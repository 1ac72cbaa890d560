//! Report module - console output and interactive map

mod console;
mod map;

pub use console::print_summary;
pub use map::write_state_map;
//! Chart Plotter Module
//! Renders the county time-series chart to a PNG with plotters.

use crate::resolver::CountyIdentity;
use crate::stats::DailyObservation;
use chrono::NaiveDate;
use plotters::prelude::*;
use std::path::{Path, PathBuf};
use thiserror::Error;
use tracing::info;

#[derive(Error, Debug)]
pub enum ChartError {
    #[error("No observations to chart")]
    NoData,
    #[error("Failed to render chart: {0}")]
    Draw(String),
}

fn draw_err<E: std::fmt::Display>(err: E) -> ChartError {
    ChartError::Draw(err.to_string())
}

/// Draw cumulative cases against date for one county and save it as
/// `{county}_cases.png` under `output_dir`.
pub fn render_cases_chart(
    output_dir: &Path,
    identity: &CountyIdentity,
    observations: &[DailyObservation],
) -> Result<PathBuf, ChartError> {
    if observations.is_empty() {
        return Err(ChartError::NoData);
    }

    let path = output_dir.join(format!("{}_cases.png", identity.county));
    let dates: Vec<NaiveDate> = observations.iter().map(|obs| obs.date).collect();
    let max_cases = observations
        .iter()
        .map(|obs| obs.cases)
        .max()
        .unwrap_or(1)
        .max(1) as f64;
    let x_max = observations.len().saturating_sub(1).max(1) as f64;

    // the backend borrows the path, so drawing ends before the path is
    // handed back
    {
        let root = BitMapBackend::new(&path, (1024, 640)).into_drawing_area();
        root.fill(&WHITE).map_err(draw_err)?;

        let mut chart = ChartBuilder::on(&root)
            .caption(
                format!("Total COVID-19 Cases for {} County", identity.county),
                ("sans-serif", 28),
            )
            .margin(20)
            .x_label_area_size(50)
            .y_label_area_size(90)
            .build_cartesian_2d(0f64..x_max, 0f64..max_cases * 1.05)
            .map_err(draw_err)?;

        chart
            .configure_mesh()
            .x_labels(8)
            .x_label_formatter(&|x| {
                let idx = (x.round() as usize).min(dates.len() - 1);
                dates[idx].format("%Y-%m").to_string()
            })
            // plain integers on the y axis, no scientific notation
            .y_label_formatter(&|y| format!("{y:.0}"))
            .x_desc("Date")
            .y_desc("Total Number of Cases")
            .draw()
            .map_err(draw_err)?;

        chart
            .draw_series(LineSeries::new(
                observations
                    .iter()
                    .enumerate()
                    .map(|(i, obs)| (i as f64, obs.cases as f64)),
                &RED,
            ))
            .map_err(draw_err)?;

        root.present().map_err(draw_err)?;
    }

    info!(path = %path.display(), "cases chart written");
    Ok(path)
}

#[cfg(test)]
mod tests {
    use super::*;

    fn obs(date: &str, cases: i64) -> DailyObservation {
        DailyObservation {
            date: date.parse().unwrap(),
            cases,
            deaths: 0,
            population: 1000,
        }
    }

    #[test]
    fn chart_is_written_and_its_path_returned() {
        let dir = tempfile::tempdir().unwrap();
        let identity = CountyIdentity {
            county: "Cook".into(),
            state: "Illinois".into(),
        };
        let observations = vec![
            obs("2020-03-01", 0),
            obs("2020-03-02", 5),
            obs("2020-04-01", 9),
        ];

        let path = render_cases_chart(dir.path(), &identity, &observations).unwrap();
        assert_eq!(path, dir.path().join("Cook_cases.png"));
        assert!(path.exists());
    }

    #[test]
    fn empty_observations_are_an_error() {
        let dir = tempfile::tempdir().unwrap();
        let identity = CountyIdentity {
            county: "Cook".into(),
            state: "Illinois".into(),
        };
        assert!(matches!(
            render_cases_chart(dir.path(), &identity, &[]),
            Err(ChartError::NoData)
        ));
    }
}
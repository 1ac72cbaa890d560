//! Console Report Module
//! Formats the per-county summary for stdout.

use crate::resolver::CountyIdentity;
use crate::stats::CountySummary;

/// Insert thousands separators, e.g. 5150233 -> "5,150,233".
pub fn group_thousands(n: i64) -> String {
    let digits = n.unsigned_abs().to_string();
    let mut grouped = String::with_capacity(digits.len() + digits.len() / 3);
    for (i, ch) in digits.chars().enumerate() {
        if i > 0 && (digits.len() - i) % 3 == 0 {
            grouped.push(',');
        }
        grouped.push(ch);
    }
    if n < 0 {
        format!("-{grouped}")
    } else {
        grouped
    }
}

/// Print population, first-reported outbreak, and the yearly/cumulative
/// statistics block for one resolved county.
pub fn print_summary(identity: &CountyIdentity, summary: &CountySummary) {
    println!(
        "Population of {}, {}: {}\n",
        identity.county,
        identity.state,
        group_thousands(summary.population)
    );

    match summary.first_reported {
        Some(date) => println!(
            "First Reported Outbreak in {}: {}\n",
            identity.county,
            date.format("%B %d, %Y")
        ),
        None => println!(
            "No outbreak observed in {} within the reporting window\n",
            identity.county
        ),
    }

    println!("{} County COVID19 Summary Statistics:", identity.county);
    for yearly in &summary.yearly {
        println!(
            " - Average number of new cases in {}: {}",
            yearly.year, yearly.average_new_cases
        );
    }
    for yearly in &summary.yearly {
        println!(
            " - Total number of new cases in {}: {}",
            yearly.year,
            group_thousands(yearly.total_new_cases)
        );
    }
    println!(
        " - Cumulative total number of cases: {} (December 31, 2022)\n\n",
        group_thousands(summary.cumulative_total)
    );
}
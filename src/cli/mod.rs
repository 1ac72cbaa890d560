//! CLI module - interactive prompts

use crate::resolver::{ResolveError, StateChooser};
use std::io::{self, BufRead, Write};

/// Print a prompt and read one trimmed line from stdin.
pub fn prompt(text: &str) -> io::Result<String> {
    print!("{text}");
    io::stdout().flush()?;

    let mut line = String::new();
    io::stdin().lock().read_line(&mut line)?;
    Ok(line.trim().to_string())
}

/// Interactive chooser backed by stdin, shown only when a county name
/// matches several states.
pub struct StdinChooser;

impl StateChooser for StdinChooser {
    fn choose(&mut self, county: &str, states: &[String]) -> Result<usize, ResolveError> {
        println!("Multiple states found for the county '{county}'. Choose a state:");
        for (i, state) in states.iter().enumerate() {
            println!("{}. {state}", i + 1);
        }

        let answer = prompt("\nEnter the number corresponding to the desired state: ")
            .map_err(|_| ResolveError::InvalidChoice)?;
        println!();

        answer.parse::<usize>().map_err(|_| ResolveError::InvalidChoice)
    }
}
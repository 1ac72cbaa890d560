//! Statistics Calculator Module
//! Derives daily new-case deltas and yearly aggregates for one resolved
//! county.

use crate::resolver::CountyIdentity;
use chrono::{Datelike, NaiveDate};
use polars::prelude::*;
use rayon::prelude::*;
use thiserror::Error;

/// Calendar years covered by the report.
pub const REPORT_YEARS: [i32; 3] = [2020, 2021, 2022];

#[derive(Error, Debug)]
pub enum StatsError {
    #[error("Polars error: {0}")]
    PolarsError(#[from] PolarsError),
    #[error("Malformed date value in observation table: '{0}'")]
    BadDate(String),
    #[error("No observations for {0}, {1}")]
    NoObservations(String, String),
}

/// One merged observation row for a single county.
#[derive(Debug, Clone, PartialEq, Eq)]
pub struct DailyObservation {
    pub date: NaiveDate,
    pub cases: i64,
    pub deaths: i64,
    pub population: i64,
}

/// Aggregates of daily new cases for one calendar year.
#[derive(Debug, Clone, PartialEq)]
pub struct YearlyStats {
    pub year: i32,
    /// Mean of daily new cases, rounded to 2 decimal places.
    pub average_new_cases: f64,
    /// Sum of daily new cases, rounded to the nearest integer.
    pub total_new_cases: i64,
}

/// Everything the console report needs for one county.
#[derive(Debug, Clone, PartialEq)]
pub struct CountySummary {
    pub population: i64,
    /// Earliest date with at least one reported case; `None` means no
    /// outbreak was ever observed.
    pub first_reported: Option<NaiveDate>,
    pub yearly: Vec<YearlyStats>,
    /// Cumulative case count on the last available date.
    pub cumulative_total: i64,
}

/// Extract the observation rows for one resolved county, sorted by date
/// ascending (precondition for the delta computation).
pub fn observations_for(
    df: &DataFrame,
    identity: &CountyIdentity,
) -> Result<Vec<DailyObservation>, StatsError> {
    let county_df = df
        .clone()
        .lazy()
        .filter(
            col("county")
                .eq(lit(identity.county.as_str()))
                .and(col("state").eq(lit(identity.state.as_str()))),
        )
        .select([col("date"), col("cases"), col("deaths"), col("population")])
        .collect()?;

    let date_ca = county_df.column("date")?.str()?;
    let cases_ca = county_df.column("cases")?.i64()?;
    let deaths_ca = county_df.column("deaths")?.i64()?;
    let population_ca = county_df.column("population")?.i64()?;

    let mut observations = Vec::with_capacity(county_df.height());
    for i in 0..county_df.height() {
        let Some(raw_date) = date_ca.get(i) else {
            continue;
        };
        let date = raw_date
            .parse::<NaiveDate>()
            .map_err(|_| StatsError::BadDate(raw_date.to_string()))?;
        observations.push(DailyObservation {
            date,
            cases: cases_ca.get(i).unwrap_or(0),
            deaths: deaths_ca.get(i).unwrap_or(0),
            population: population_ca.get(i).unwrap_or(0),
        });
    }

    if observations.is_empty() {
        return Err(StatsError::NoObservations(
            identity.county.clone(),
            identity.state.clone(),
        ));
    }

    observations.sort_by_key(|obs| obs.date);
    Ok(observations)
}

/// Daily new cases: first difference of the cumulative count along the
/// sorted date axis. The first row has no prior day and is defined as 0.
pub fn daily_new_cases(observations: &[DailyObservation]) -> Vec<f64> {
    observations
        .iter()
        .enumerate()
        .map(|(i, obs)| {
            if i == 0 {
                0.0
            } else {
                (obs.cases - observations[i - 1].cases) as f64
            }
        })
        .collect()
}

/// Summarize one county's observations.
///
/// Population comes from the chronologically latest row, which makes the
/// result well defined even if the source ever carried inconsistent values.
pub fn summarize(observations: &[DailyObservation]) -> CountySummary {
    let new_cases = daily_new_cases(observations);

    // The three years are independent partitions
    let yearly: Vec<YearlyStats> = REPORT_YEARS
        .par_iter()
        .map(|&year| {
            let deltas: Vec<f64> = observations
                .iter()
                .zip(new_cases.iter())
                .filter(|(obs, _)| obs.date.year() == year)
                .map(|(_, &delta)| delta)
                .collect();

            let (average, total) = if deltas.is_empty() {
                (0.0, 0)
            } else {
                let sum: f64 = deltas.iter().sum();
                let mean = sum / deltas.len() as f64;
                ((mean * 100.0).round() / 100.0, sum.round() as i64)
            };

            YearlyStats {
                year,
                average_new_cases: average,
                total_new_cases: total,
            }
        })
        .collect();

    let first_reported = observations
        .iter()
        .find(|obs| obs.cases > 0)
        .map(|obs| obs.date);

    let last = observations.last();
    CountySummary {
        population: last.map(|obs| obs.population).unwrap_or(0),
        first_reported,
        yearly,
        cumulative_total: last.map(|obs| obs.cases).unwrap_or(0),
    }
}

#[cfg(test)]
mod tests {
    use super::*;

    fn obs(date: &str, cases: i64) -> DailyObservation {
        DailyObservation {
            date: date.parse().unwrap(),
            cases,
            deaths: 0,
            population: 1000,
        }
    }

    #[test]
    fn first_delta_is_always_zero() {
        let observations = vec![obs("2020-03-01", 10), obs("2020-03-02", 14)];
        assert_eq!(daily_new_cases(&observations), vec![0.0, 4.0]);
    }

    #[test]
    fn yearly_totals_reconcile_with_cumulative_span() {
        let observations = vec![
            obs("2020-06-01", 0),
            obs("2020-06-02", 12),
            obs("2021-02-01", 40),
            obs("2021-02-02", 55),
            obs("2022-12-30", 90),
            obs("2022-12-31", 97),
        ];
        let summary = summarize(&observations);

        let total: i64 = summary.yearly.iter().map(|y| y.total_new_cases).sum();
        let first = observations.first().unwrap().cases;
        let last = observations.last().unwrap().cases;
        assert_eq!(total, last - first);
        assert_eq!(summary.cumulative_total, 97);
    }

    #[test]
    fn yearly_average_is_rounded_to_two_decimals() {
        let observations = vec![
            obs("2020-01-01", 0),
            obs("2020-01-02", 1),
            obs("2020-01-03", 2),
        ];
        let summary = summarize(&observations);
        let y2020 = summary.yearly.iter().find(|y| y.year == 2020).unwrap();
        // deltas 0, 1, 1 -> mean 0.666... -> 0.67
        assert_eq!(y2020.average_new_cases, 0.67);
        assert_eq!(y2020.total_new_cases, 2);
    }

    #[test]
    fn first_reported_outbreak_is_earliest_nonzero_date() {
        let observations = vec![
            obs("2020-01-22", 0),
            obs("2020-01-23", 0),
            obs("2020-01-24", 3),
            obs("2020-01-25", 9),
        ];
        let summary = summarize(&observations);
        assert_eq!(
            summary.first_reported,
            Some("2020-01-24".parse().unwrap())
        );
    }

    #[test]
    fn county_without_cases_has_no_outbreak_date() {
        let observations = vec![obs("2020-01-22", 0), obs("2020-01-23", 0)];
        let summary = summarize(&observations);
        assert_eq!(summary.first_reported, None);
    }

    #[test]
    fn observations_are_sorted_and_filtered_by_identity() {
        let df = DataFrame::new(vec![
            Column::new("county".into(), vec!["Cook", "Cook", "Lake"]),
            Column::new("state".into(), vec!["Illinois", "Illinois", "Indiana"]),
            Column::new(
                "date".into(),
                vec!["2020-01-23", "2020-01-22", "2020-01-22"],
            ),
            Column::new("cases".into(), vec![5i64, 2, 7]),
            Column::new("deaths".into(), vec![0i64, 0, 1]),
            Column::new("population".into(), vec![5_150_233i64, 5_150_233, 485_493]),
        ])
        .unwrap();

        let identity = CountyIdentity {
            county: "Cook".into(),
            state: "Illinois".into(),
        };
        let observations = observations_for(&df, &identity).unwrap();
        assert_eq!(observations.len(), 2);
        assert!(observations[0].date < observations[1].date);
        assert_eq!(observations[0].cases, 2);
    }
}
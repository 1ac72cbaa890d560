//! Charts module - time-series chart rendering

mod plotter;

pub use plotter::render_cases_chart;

Task to complete – What lines of the data include the word "InvalidChoice"? Copy each of them.

Solution for this problem –
            .map_err(|_| ResolveError::InvalidChoice)?;
        answer.parse::<usize>().map_err(|_| ResolveError::InvalidChoice)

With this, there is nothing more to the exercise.